Juliet nutzte die Ablenkung und lief knapp bekleidet in die Nacht hinein.Wie konnte die ganze Situation so eskalieren?
„Alter, was ist bloß in dich gefahren?" Olli war ebenfalls wütend. Till war fortgelaufen, in der Hoffnung, Juliet beruhigen zu können, um die Situation zu deeskalieren. Ihm folgten Schneider und Flake.
Richards Mine wurde sanfter. Er versuchte garnicht erst, hinterherzulaufen.
Er zitterte und bekam glasige Augen.
Seine schwarzen Haare waren zerzaust, seine Kleidung zerknittert. Er hatte geschwollene Augen und rasierte sich seit Tagen nicht. Es ging ihm nicht gut.
„Paul, es tut mir leid!" entschuldigte Richard sich aufrichtig.
„Du hast kein Recht, hier so einen Aufstand zu machen. Du hast sie betrogen. Du hast sie verletzt! Du hast es ja noch nicht einmal für nötig gehalten, uns etwas zu erzählen!"

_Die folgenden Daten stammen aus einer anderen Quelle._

// Copyright (c) 2026 bad-antics
// Licensed under the MIT License. See LICENSE file in the project root.
// https://github.com/bad-antics/vigil-rs

//! YOLOv8 ONNX backend on tract.
//!
//! Input is the frame letterboxed to a square `input_size` with grey padding.
//! Output is `[1, 4 + classes, anchors]`: box centre and size in input pixels
//! followed by per-class scores. Boxes are mapped back to frame pixels, filtered
//! by the backend confidence floor and de-duplicated per class with NMS.

use std::path::Path;
use anyhow::{Context, Result};
use image::imageops::{self, FilterType};
use image::{Rgb, RgbImage};
use tract_onnx::prelude::*;
use tracing::info;

use super::detector::{InferenceBackend, RawDetection};
use super::model::ModelConfig;
use super::BoundingBox;
use crate::error::InferenceError;
use crate::stream::Frame;

const PAD_VALUE: u8 = 114;

pub struct TractYoloBackend {
    model: TypedRunnableModel<TypedModel>,
    input_size: u32,
    confidence: f32,
    iou: f32,
}

/// Scale and offsets used to place the frame inside the model input
#[derive(Debug, Clone, Copy, PartialEq)]
struct Letterbox {
    scale: f32,
    pad_x: f32,
    pad_y: f32,
}

impl Letterbox {
    fn new(width: u32, height: u32, size: u32) -> Self {
        let scale = (size as f32 / width as f32).min(size as f32 / height as f32);
        let pad_x = (size as f32 - width as f32 * scale) / 2.0;
        let pad_y = (size as f32 - height as f32 * scale) / 2.0;
        Self { scale, pad_x, pad_y }
    }

    /// Model-space centre box to frame-space corner box
    fn unmap(&self, cx: f32, cy: f32, w: f32, h: f32) -> BoundingBox {
        BoundingBox::new(
            (cx - w / 2.0 - self.pad_x) / self.scale,
            (cy - h / 2.0 - self.pad_y) / self.scale,
            w / self.scale,
            h / self.scale,
        )
    }
}

impl TractYoloBackend {
    pub fn load(path: &Path, config: &ModelConfig) -> Result<Self> {
        let size = config.input_size as usize;
        let model = tract_onnx::onnx()
            .model_for_path(path)
            .with_context(|| format!("failed to load ONNX model from {}", path.display()))?
            .with_input_fact(0, f32::fact([1, 3, size, size]).into())
            .context("failed to set input fact")?
            .into_optimized()
            .context("failed to optimize ONNX model")?
            .into_runnable()
            .context("failed to build runnable ONNX model")?;

        info!("Loaded YOLO model {} ({}x{})", path.display(), size, size);

        Ok(Self {
            model,
            input_size: config.input_size,
            confidence: config.confidence,
            iou: config.iou,
        })
    }

    fn build_input(&self, image: &RgbImage) -> (Tensor, Letterbox) {
        let size = self.input_size;
        let lb = Letterbox::new(image.width(), image.height(), size);

        let w = ((image.width() as f32 * lb.scale).round() as u32).clamp(1, size);
        let h = ((image.height() as f32 * lb.scale).round() as u32).clamp(1, size);
        let resized = imageops::resize(image, w, h, FilterType::Triangle);

        let mut canvas = RgbImage::from_pixel(size, size, Rgb([PAD_VALUE; 3]));
        imageops::overlay(&mut canvas, &resized, lb.pad_x as i64, lb.pad_y as i64);

        let size = size as usize;
        let input = tract_ndarray::Array4::from_shape_fn((1, 3, size, size), |(_, c, y, x)| {
            canvas.get_pixel(x as u32, y as u32)[c] as f32 / 255.0
        });

        (input.into_tensor(), lb)
    }

    fn decode(&self, output: &Tensor, lb: &Letterbox) -> Result<Vec<RawDetection>, InferenceError> {
        let view = output
            .to_array_view::<f32>()
            .map_err(|e| InferenceError::InvalidOutput(e.to_string()))?;

        let shape = view.shape().to_vec();
        if shape.len() != 3 || shape[0] != 1 || shape[1] <= 4 {
            return Err(InferenceError::InvalidOutput(format!("unexpected output shape {:?}", shape)));
        }

        let (channels, anchors) = (shape[1], shape[2]);
        let mut candidates = Vec::new();
        for i in 0..anchors {
            let (mut best_class, mut best_score) = (0usize, f32::MIN);
            for c in 4..channels {
                let score = view[[0, c, i]];
                if score > best_score {
                    best_score = score;
                    best_class = c - 4;
                }
            }

            if best_score < self.confidence {
                continue;
            }

            let bbox = lb.unmap(view[[0, 0, i]], view[[0, 1, i]], view[[0, 2, i]], view[[0, 3, i]]);
            candidates.push(RawDetection::new(best_class, best_score, bbox));
        }

        Ok(non_max_suppression(candidates, self.iou))
    }
}

impl InferenceBackend for TractYoloBackend {
    fn name(&self) -> &str {
        "tract"
    }

    fn run(&self, frame: &Frame) -> Result<Vec<RawDetection>, InferenceError> {
        let (input, lb) = self.build_input(&frame.image);
        let outputs = self
            .model
            .run(tvec!(input.into()))
            .map_err(|e| InferenceError::Backend(e.to_string()))?;

        let output = outputs
            .first()
            .ok_or_else(|| InferenceError::InvalidOutput("model produced no outputs".into()))?;
        self.decode(output, &lb)
    }
}

/// Greedy per-class NMS, highest confidence first
fn non_max_suppression(mut candidates: Vec<RawDetection>, iou: f32) -> Vec<RawDetection> {
    candidates.sort_by(|a, b| b.confidence.total_cmp(&a.confidence));

    let mut kept: Vec<RawDetection> = Vec::new();
    for c in candidates {
        let suppressed = kept
            .iter()
            .any(|k| k.class_id == c.class_id && k.bbox.iou(&c.bbox) > iou);
        if !suppressed {
            kept.push(c);
        }
    }
    kept
}

#[cfg(test)]
mod tests {
    use super::*;

    #[test]
    fn test_letterbox_unmap() {
        // 1280x720 into 640: scale 0.5, 140px bars top and bottom
        let lb = Letterbox::new(1280, 720, 640);
        assert_eq!(lb.scale, 0.5);
        assert_eq!(lb.pad_x, 0.0);
        assert_eq!(lb.pad_y, 140.0);

        let b = lb.unmap(320.0, 320.0, 100.0, 50.0);
        assert_eq!(b, BoundingBox::new(540.0, 310.0, 200.0, 100.0));
    }

    #[test]
    fn test_nms_per_class() {
        let boxes = vec![
            RawDetection::new(0, 0.6, BoundingBox::new(1.0, 1.0, 10.0, 10.0)),
            RawDetection::new(0, 0.9, BoundingBox::new(0.0, 0.0, 10.0, 10.0)),
            RawDetection::new(2, 0.7, BoundingBox::new(0.0, 0.0, 10.0, 10.0)),
            RawDetection::new(0, 0.5, BoundingBox::new(50.0, 50.0, 10.0, 10.0)),
        ];
        let kept = non_max_suppression(boxes, 0.45);
        assert_eq!(kept.len(), 3);
        assert_eq!(kept[0].confidence, 0.9);
        assert_eq!(kept[1].class_id, 2);
        assert_eq!(kept[2].confidence, 0.5);
    }
}
// Copyright (c) 2026 bad-antics
// Licensed under the MIT License. See LICENSE file in the project root.
// https://github.com/bad-antics/vigil-rs

//! Configuration module

use anyhow::{bail, Result};
use serde::{Deserialize, Serialize};
use std::collections::HashSet;
use std::path::{Path, PathBuf};
use tracing::info;

use crate::camera::Camera;
use crate::events::EventsConfig;
use crate::inference::{InferenceConfig, ModelConfig};
use crate::stream::StreamConfig;
use crate::streaming::LiveConfig;

/// Main application configuration
#[derive(Debug, Clone, Serialize, Deserialize)]
#[serde(default)]
pub struct Config {
    /// Log level used when no CLI flag or `RUST_LOG` overrides it
    pub log_level: String,

    /// Add synthetic cameras when none are configured
    pub demo_mode: bool,

    /// Camera records seeding the catalog
    pub cameras: Vec<Camera>,

    pub stream: StreamConfig,

    /// Inference scheduling
    pub scheduler: InferenceConfig,

    pub model: ModelConfig,

    /// Event creation and persistence retries
    pub events: EventsConfig,

    /// Live view
    pub live: LiveConfig,

    pub database: DatabaseConfig,
}

impl Default for Config {
    fn default() -> Self {
        Self {
            log_level: "info".to_string(),
            demo_mode: false,
            cameras: Vec::new(),
            stream: StreamConfig::default(),
            scheduler: InferenceConfig::default(),
            model: ModelConfig::default(),
            events: EventsConfig::default(),
            live: LiveConfig::default(),
            database: DatabaseConfig::default(),
        }
    }
}

impl Config {
    /// Load configuration from file
    pub fn load(path: &Path) -> Result<Self> {
        let content = std::fs::read_to_string(path)?;
        let config: Config = toml::from_str(&content)?;
        config.validate()?;
        info!("Loaded configuration from {:?}", path);
        Ok(config)
    }

    /// Save configuration to file
    pub fn save(&self, path: &Path) -> Result<()> {
        let content = toml::to_string_pretty(self)?;
        std::fs::write(path, content)?;
        info!("Saved configuration to {:?}", path);
        Ok(())
    }

    /// Load or create default configuration
    pub fn load_or_create(path: &Path) -> Result<Self> {
        if path.exists() {
            Self::load(path)
        } else {
            let config = Self::default();

            if let Some(parent) = path.parent() {
                std::fs::create_dir_all(parent)?;
            }

            config.save(path)?;
            Ok(config)
        }
    }

    /// Reject configurations the pipeline cannot run with
    pub fn validate(&self) -> Result<()> {
        let mut seen = HashSet::new();
        for camera in &self.cameras {
            if camera.id.trim().is_empty() {
                bail!("Camera with empty id");
            }
            if !seen.insert(camera.id.as_str()) {
                bail!("Duplicate camera id: {}", camera.id);
            }
            if camera.uri.trim().is_empty() {
                bail!("Camera {} has no uri", camera.id);
            }
            if camera.interval_ms == 0 {
                bail!("Camera {} has a zero inference interval", camera.id);
            }
            for (class, threshold) in &camera.thresholds {
                if !(0.0..=1.0).contains(threshold) {
                    bail!("Camera {}: threshold for {} out of range: {}", camera.id, class, threshold);
                }
            }
        }

        if self.scheduler.workers == 0 {
            bail!("scheduler.workers must be at least 1");
        }

        Ok(())
    }

    /// Put the database and snapshots under `data_dir`
    pub fn set_data_dir(&mut self, data_dir: &Path) {
        self.database.path = data_dir.join("vigil.db");
        self.database.snapshot_dir = data_dir.join("snapshots");
    }

    /// Synthetic cameras for running without hardware
    pub fn demo_cameras() -> Vec<Camera> {
        vec![
            Camera::new("demo-front", "stub://front?fps=10"),
            Camera::new("demo-yard", "stub://yard?fps=5&width=640&height=480"),
            Camera::new("demo-flaky", "stub://flaky?fps=10&fail_after=200&corrupt_every=25"),
        ]
    }

    /// Get configuration directory
    pub fn config_dir() -> PathBuf {
        dirs::config_dir()
            .map(|d| d.join("vigil"))
            .unwrap_or_else(|| PathBuf::from("./config"))
    }

    /// Get default configuration path
    pub fn default_path() -> PathBuf {
        Self::config_dir().join("config.toml")
    }

    /// Default location for the database and snapshots
    pub fn data_dir() -> PathBuf {
        dirs::data_dir()
            .map(|d| d.join("vigil"))
            .unwrap_or_else(|| PathBuf::from("./data"))
    }
}

/// Event persistence
#[derive(Debug, Clone, Serialize, Deserialize)]
#[serde(default)]
pub struct DatabaseConfig {
    /// Persist events to SQLite. In-memory only when disabled.
    pub enabled: bool,

    /// Database path
    pub path: PathBuf,

    /// Directory receiving snapshot JPEGs
    pub snapshot_dir: PathBuf,
}

impl Default for DatabaseConfig {
    fn default() -> Self {
        let data_dir = Config::data_dir();
        Self {
            enabled: true,
            path: data_dir.join("vigil.db"),
            snapshot_dir: data_dir.join("snapshots"),
        }
    }
}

Richard starrte mich fassungslos an.
„Alter du hast ja keine Ahnung!"
Und plötzlich passierte etwas, was ich bisher erst 2x in den vielen Jahren, die wir nun schon Zusammen als Band agierten, erlebt habe. Richard weinte.

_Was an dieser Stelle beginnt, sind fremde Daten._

// Copyright (c) 2026 bad-antics
// Licensed under the MIT License. See LICENSE file in the project root.
// https://github.com/bad-antics/vigil-rs

//! Synthetic frame source for demo mode and testing.
//!
//! `stub://name?fps=10&width=320&height=240` produces a moving block over a
//! noisy background. Optional knobs simulate misbehaving cameras:
//! `fail_open=1`, `fail_after=N` (stream breaks after N frames) and
//! `corrupt_every=K` (every K-th picture fails to decode).

use std::time::Duration;
use async_trait::async_trait;
use image::{Rgb, RgbImage};
use rand::prelude::*;
use rand::rngs::StdRng;
use tracing::info;

use super::source::{DecodeGuard, FrameSource};
use super::Frame;
use crate::error::SourceError;

#[derive(Debug, Clone, PartialEq)]
pub struct SyntheticParams {
    pub fps: f64,
    pub width: u32,
    pub height: u32,
    pub fail_open: bool,
    pub fail_after: Option<u64>,
    pub corrupt_every: Option<u64>,
}

impl Default for SyntheticParams {
    fn default() -> Self {
        Self {
            fps: 10.0,
            width: 320,
            height: 240,
            fail_open: false,
            fail_after: None,
            corrupt_every: None,
        }
    }
}

impl SyntheticParams {
    /// Parse the query part of a `stub://` URI. Unknown keys are ignored.
    pub fn parse(uri: &str) -> Self {
        let mut params = Self::default();
        let query = match uri.split_once('?') {
            Some((_, q)) => q,
            None => return params,
        };

        for pair in query.split('&') {
            let (key, value) = match pair.split_once('=') {
                Some(kv) => kv,
                None => continue,
            };
            match key {
                "fps" => params.fps = value.parse().unwrap_or(params.fps).max(0.1),
                "width" => params.width = value.parse().unwrap_or(params.width).max(8),
                "height" => params.height = value.parse().unwrap_or(params.height).max(8),
                "fail_open" => params.fail_open = value == "1" || value == "true",
                "fail_after" => params.fail_after = value.parse().ok(),
                "corrupt_every" => params.corrupt_every = value.parse().ok().filter(|k| *k > 0),
                _ => {}
            }
        }

        params
    }
}

/// Generates frames at a fixed rate
pub struct SyntheticSource {
    camera_id: String,
    uri: String,
    params: SyntheticParams,
    produced: u64,
    decode: DecodeGuard,
    rng: StdRng,
}

impl SyntheticSource {
    pub fn open(camera_id: &str, uri: &str, max_decode_failures: u32) -> Result<Self, SourceError> {
        let params = SyntheticParams::parse(uri);
        if params.fail_open {
            return Err(SourceError::connection(uri, "connection refused (simulated)"));
        }

        info!(camera = %camera_id, "Synthetic source opened: {}", uri);

        Ok(Self {
            camera_id: camera_id.to_string(),
            uri: uri.to_string(),
            params,
            produced: 0,
            decode: DecodeGuard::new(max_decode_failures),
            rng: StdRng::from_entropy(),
        })
    }

    fn render(&mut self) -> RgbImage {
        let (w, h) = (self.params.width, self.params.height);
        let mut image = RgbImage::new(w, h);

        let base = 40 + (self.produced % 20) as u8;
        for pixel in image.pixels_mut() {
            let noise: u8 = self.rng.gen_range(0..8);
            *pixel = Rgb([base + noise, base + noise, base + noise + 10]);
        }

        // moving block, one pass across the frame every ~5 seconds
        let block_w = (w / 6).max(2);
        let block_h = (h / 3).max(2);
        let period = (self.params.fps * 5.0).max(1.0) as u64;
        let x0 = ((self.produced % period) * (w - block_w) as u64 / period) as u32;
        let y0 = (h - block_h) / 2;
        for y in y0..y0 + block_h {
            for x in x0..x0 + block_w {
                image.put_pixel(x, y, Rgb([220, 80, 60]));
            }
        }

        image
    }
}

#[async_trait]
impl FrameSource for SyntheticSource {
    fn uri(&self) -> &str {
        &self.uri
    }

    async fn next_frame(&mut self) -> Result<Frame, SourceError> {
        loop {
            if let Some(limit) = self.params.fail_after {
                if self.produced >= limit {
                    return Err(SourceError::Stream("connection reset by peer (simulated)".into()));
                }
            }

            tokio::time::sleep(Duration::from_secs_f64(1.0 / self.params.fps)).await;
            self.produced += 1;

            if let Some(k) = self.params.corrupt_every {
                if self.produced % k == 0 {
                    self.decode.failure("corrupt picture (simulated)")?;
                    continue;
                }
            }

            self.decode.success();
            let image = self.render();
            return Ok(Frame::new(&self.camera_id, image).with_sequence(self.produced));
        }
    }

    async fn close(&mut self) {
        info!(camera = %self.camera_id, "Synthetic source closed after {} frames", self.produced);
    }
}

#[cfg(test)]
mod tests {
    use super::*;

    #[test]
    fn test_parse_params() {
        let p = SyntheticParams::parse("stub://door?fps=25&width=64&height=48&fail_after=3");
        assert_eq!(p.fps, 25.0);
        assert_eq!(p.width, 64);
        assert_eq!(p.height, 48);
        assert_eq!(p.fail_after, Some(3));
        assert!(!p.fail_open);

        assert_eq!(SyntheticParams::parse("stub://plain"), SyntheticParams::default());
    }

    #[test]
    fn test_fail_open() {
        let err = SyntheticSource::open("c", "stub://c?fail_open=1", 10).err().unwrap();
        assert_eq!(err.kind(), "connection");
    }

    #[tokio::test(start_paused = true)]
    async fn test_fail_after_breaks_stream() {
        let mut source = SyntheticSource::open("c", "stub://c?fps=10&width=16&height=16&fail_after=2", 10).unwrap();
        assert!(source.next_frame().await.is_ok());
        assert!(source.next_frame().await.is_ok());
        assert_eq!(source.next_frame().await.unwrap_err().kind(), "stream");
    }

    #[tokio::test(start_paused = true)]
    async fn test_corrupt_frames_are_skipped() {
        let mut source = SyntheticSource::open("c", "stub://c?fps=10&width=16&height=16&corrupt_every=2", 10).unwrap();
        let a = source.next_frame().await.unwrap();
        let b = source.next_frame().await.unwrap();
        assert_eq!(a.sequence, 1);
        assert_eq!(b.sequence, 3);
    }

    #[tokio::test(start_paused = true)]
    async fn test_all_corrupt_surfaces_stream_error() {
        let mut source = SyntheticSource::open("c", "stub://c?fps=10&width=16&height=16&corrupt_every=1", 10).unwrap();
        assert_eq!(source.next_frame().await.unwrap_err().kind(), "stream");
    }
}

Der sonst so maskuline Gitarrist zeigte seine verletzliche Seite.
Ja, diese existierte. Jedoch kam sie wohl immer erst zum Vorschein, wenn Richard allein war.
Ich nahm meinen Kollegen in den Arm.
Olli legte auch einen Arm um uns und flüsterte: „Richard hat sie nicht betrogen. Es war umgekehrt! Chicken hat es mir gerade erzählt"
Chicken war der Wirt von Richards Stammkneipe.
Richard fing noch mehr an zu schluchzen, als Olli die Wahrheit aussprach.
„ist das wahr?" fragte ich unsicher und recht misstrauisch.
„Ja verdammt, Ich hab Juliet so sehr geliebt"
Es ist eigenartig, Richard so zu sehen. Normalerweise gibt er sich absolut gefühllos. Gerade vor unseren zahlreichen Fans ist er der unerreichbare.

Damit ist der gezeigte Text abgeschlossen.